When is a proof too vague? (If $r_1,r_2,\ldots,r_n$ are roots of polynomial $p$ with leading term $x^n$, then $r_1+r_2+\cdots+r_n=(-1)a_{n-1}$)

Question

Theorem. Let $p(x)=x^{n}+a_{n-1} x^{n-1}+\cdots+a_{0}$ with roots $r_{1}, r_{2}, \ldots, r_{n}$,

i.e

$$ p(x)=\left(x-r_{1}\right)\left(x-r_{2}\right) \cdots\left(x-r_{n}\right), $$ then $$ r_{1}+r_{2}+\cdots+r_{n}=(-1) a_{n-1} . $$

$Proof$.

If we expand out $\left(x-r_{1}\right)\left(x-r_{2}\right) \cdots\left(x-r_{n}\right)$, we can see that the $x^{n-1}$ terms are precisely $x^{n-1}\left(-r_{1}\right), x^{n-1}\left(-r_{2}\right), \ldots, x^{n-1}\left(-r_{n}\right)$. We group them together and get $x^{n-1}\left(-r_{1}-r_{2}-\cdots-r_{n}\right)$, therefore it must be that $-r_{1}-r_{2}-\cdots-r_{n}=a_{n-1}$, from which it follows that $r_{1}+r_{2}+\cdots+r_{n}=(-1) a_{n-1}$.

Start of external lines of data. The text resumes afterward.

//! FASTA parsing.
//!
//! The format is read with three rules over classified lines:
//!
//! ```text
//! unit        := blank* section*
//! section     := description sequences
//! sequences   := (sequence | blank)*
//! ```
//!
//! A description line starts with `>`; its text has the leading markers removed
//! and surrounding whitespace trimmed. Sequence lines are trimmed and joined.

use std::fs::File;
use std::io::{BufRead, BufReader};
use std::path::Path;

use serde::Serialize;
use skg_common::error::{Result, SkgError};
use tracing::debug;

#[derive(Debug, Clone, PartialEq, Eq, Serialize)]
pub struct FastaRecord {
    pub description: String,
    pub sequence: String,
}

impl FastaRecord {
    /// First whitespace-separated word of the description.
    pub fn id(&self) -> &str {
        self.description.split_whitespace().next().unwrap_or("")
    }

    /// `(sequence, description)`.
    pub fn into_pair(self) -> (String, String) {
        (self.sequence, self.description)
    }
}

#[derive(Debug, Clone, Copy, PartialEq, Eq)]
enum Line<'a> {
    Description(&'a str),
    Sequence(&'a str),
    Blank,
}

fn classify(line: &str) -> Line<'_> {
    let trimmed = line.trim();
    if trimmed.is_empty() {
        Line::Blank
    } else if let Some(rest) = trimmed.strip_prefix('>') {
        Line::Description(rest.trim_start_matches('>').trim())
    } else {
        Line::Sequence(trimmed)
    }
}

pub fn parse_path(path: impl AsRef<Path>) -> Result<Vec<FastaRecord>> {
    let path = path.as_ref();
    debug!("Parsing FASTA file {}", path.display());
    let file = File::open(path)?;
    parse_reader(BufReader::new(file))
}

pub fn parse_str(text: &str) -> Result<Vec<FastaRecord>> {
    parse_reader(text.as_bytes())
}

/// Parses a whole FASTA document (the `unit` rule).
pub fn parse_reader<R: BufRead>(reader: R) -> Result<Vec<FastaRecord>> {
    let mut records = Vec::new();
    let mut current: Option<FastaRecord> = None;

    for (index, line) in reader.lines().enumerate() {
        let line = line?;
        match classify(&line) {
            Line::Blank => {}
            Line::Description(description) => {
                records.extend(current.take());
                current = Some(FastaRecord {
                    description: description.to_string(),
                    sequence: String::new(),
                });
            }
            Line::Sequence(sequence) => match current.as_mut() {
                Some(record) => record.sequence.push_str(sequence),
                None => {
                    return Err(SkgError::ParseError(
                        "FASTA",
                        format!(
                            "line {}: sequence data before the first '>' header",
                            index + 1
                        ),
                    ))
                }
            },
        }
    }
    records.extend(current);

    debug!("Parsed {} FASTA records", records.len());
    Ok(records)
}

#[cfg(test)]
mod tests {
    use super::*;

    #[test]
    fn two_records_round_trip_to_pairs() {
        let pairs: Vec<(String, String)> = parse_str(">A desc1\nACGT\n>B desc2\nTTTT\n")
            .unwrap()
            .into_iter()
            .map(FastaRecord::into_pair)
            .collect();
        assert_eq!(
            pairs,
            vec![
                ("ACGT".to_string(), "A desc1".to_string()),
                ("TTTT".to_string(), "B desc2".to_string()),
            ]
        );
    }

    #[test]
    fn wrapped_lines_are_trimmed_and_joined() {
        let records = parse_str(">chr1  first chromosome  \n  ACGT \r\nGG\n\nTT\n").unwrap();
        assert_eq!(records.len(), 1);
        assert_eq!(records[0].description, "chr1  first chromosome");
        assert_eq!(records[0].sequence, "ACGTGGTT");
        assert_eq!(records[0].id(), "chr1");
    }

    #[test]
    fn header_without_sequence() {
        let records = parse_str(">empty\n>full\nAC").unwrap();
        assert_eq!(records[0].sequence, "");
        assert_eq!(records[1].sequence, "AC");
    }

    #[test]
    fn leading_markers_are_stripped() {
        let records = parse_str(">> nested\nA\n").unwrap();
        assert_eq!(records[0].description, "nested");
    }

    #[test]
    fn empty_input_has_no_records() {
        assert!(parse_str("").unwrap().is_empty());
        assert!(parse_str("\n  \n").unwrap().is_empty());
    }

    #[test]
    fn sequence_before_header_is_rejected() {
        let err = parse_str("\nACGT\n>A\nAC\n").unwrap_err();
        match err {
            SkgError::ParseError("FASTA", msg) => assert!(msg.starts_with("line 2")),
            other => panic!("unexpected error: {other}"),
        }
    }

    #[test]
    fn parses_from_path() {
        let dir = tempfile::tempdir().unwrap();
        let path = dir.path().join("example.fasta");
        std::fs::write(&path, ">A desc1\nACGT\n>B desc2\nTTTT\n").unwrap();
        let records = parse_path(&path).unwrap();
        assert_eq!(records[1].id(), "B");
        assert_eq!(records[1].sequence, "TTTT");
    }
}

Im a bit considered that it is too vague. If im being honest I feel like this more of an explanation why the theorem may be true, but it doesn't really convince you that it proves the statement.In general, when is a proof too vague to be considered invalid? Obviously a reader that doesnt know polynomials is not gonna understand this proof, but that doesn't automatically mean its invalid.

Answer 1

As you've hinted at, it's context-dependent. For newbies, a proof might deserve more explanation; for professional mathematicians, enough of a trail of breadcrumbs might be left that they can fill in the details themselves in their head with only a few seconds of thought. For a learner's textbook on that specific topic, it might not be very good; for a published paper, it might be more suitable.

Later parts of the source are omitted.